That's why we don't let politicians design technical systems. They're bound to
come up with solutions that sound good but that will not work in practice.

Some problems with your approach:

    
    
      - partial loss of signal -> false positive -> power surge
    
      - loss of signal -> false negative -> grid overload
    
      - how do you signal the need for a little bit more power?
    

And so on.

The British solution is typical: it's simple, and it 'just works', the speed
with which hydro comes online it is just not enough to be reactive but even a
little bit of forewarning and they'll be fine. Heck if the TV fails he can
call home to mum, or some other place.

Solution of last resort: a slight brown out due to lack of information, but as
long as this system has been in place you'd think if that were a statistically
frequent thing that it would have happened by now.

Compare it with the auto-traffic-info system present in most car radios.

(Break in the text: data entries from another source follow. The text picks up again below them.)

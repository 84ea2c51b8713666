use tracing::{info, instrument};

use crate::domain::notification::NotificationTarget;
use crate::domain::store::{DataStoreClient, Procedure, TARGET_ADDRESS_COLUMN};
use crate::domain::InvocationContext;
use crate::utils::AlertError;

/// Looks up the notification target configured for an alert.
#[derive(Debug, Clone)]
pub struct TargetResolver {
    procedure: Procedure,
}

impl TargetResolver {
    pub fn new(procedure: Procedure) -> Self {
        Self { procedure }
    }

    /// The last row returned wins; no rows yields an empty address.
    #[instrument(skip_all, fields(invocation_id = %ctx.invocation_id, alert_id = ctx.alert_id))]
    pub async fn resolve_target(
        &self,
        ctx: &InvocationContext,
        store: &DataStoreClient,
    ) -> Result<NotificationTarget, AlertError> {
        let rows = store.query(&self.procedure, ctx.alert_id).await?;
        if rows.len() > 1 {
            info!(rows = rows.len(), "Multiple targets configured, using the last one");
        }

        let address = match rows.last() {
            Some(row) => row.get(TARGET_ADDRESS_COLUMN).cloned().ok_or_else(|| {
                AlertError::DataStore(format!(
                    "target row is missing column `{}`",
                    TARGET_ADDRESS_COLUMN
                ))
            })?,
            None => String::new(),
        };

        info!(target_arn = %address, "Notification target resolved");
        Ok(NotificationTarget::new(address))
    }
}

#[cfg(test)]
mod tests {
    use super::*;
    use crate::config::ConnectionParameters;
    use crate::domain::store::client::MockAlertStore;
    use crate::domain::store::StoreRow;
    use std::sync::Arc;

    fn store_returning(result: Result<Vec<StoreRow>, AlertError>) -> DataStoreClient {
        let mut store = MockAlertStore::new();
        let mut result = Some(result);
        store
            .expect_call_procedure()
            .withf(|_, procedure, _| procedure.name == "GetSecurityAlertURL")
            .times(1)
            .returning(move |_, _, _| result.take().unwrap_or_else(|| Ok(Vec::new())));
        DataStoreClient::new(
            Arc::new(store),
            ConnectionParameters {
                host: "db".into(),
                database: "securities".into(),
                username: "alerts".into(),
                password: crate::domain::credential::Credential::new("pw"),
                timeout_seconds: 30,
            },
        )
    }

    fn target_row(address: &str) -> StoreRow {
        StoreRow::from([("awsSNSURL".to_string(), address.to_string())])
    }

    fn resolver() -> TargetResolver {
        TargetResolver::new(Procedure::target_lookup("GetSecurityAlertURL").unwrap())
    }

    fn ctx() -> InvocationContext {
        InvocationContext::new(5, "SecurityAlertSNS")
    }

    #[tokio::test]
    async fn should_take_last_row_when_multiple_targets_exist() {
        // Arrange
        let store = store_returning(Ok(vec![
            target_row("arn:aws:sns:us-east-2:1:first"),
            target_row("arn:aws:sns:us-east-2:1:second"),
            target_row("arn:aws:sns:us-east-2:1:last"),
        ]));

        // Act
        let target = resolver().resolve_target(&ctx(), &store).await.unwrap();

        // Assert
        assert_eq!(target.address, "arn:aws:sns:us-east-2:1:last");
    }

    #[tokio::test]
    async fn should_yield_empty_address_without_rows() {
        let store = store_returning(Ok(Vec::new()));

        let target = resolver().resolve_target(&ctx(), &store).await.unwrap();

        assert!(target.is_empty());
    }

    #[tokio::test]
    async fn should_keep_raw_address_for_dispatcher_to_normalize() {
        let store = store_returning(Ok(vec![target_row("arn:aws:sns: topic ")]));

        let target = resolver().resolve_target(&ctx(), &store).await.unwrap();

        assert_eq!(target.address, "arn:aws:sns: topic ");
        assert_eq!(target.normalized(), "arn:aws:sns:topic");
    }

    #[tokio::test]
    async fn should_propagate_store_failure() {
        let store = store_returning(Err(AlertError::DataStore("deadlock victim".into())));

        let result = resolver().resolve_target(&ctx(), &store).await;

        assert!(matches!(result, Err(AlertError::DataStore(_))));
    }
}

<http://en.wikipedia.org/wiki/Radio_Data_System>

The alternative frequencies system works along the lines you suggest (though
technically it's not a 'frame' but an entire channel with its own carrier
wave). This fails so frequently that I usually disable it. Either you get
switched to some totally unrelated station (without traffic info to boot) and
then never switched back or you're listening to a CD or so and then you'll
suddenly be in the midst of some radio broadcast and again, you're never
switched back.

Easy to propose, using an unreliable medium such as a TV or radio channel
apparently very hard to get 100% right.

And if you're going to change major parameters in the electricity generation
capacity of a nationwide grid I assume you'd put the bar for reliability a bit
higher than I do for my car radio.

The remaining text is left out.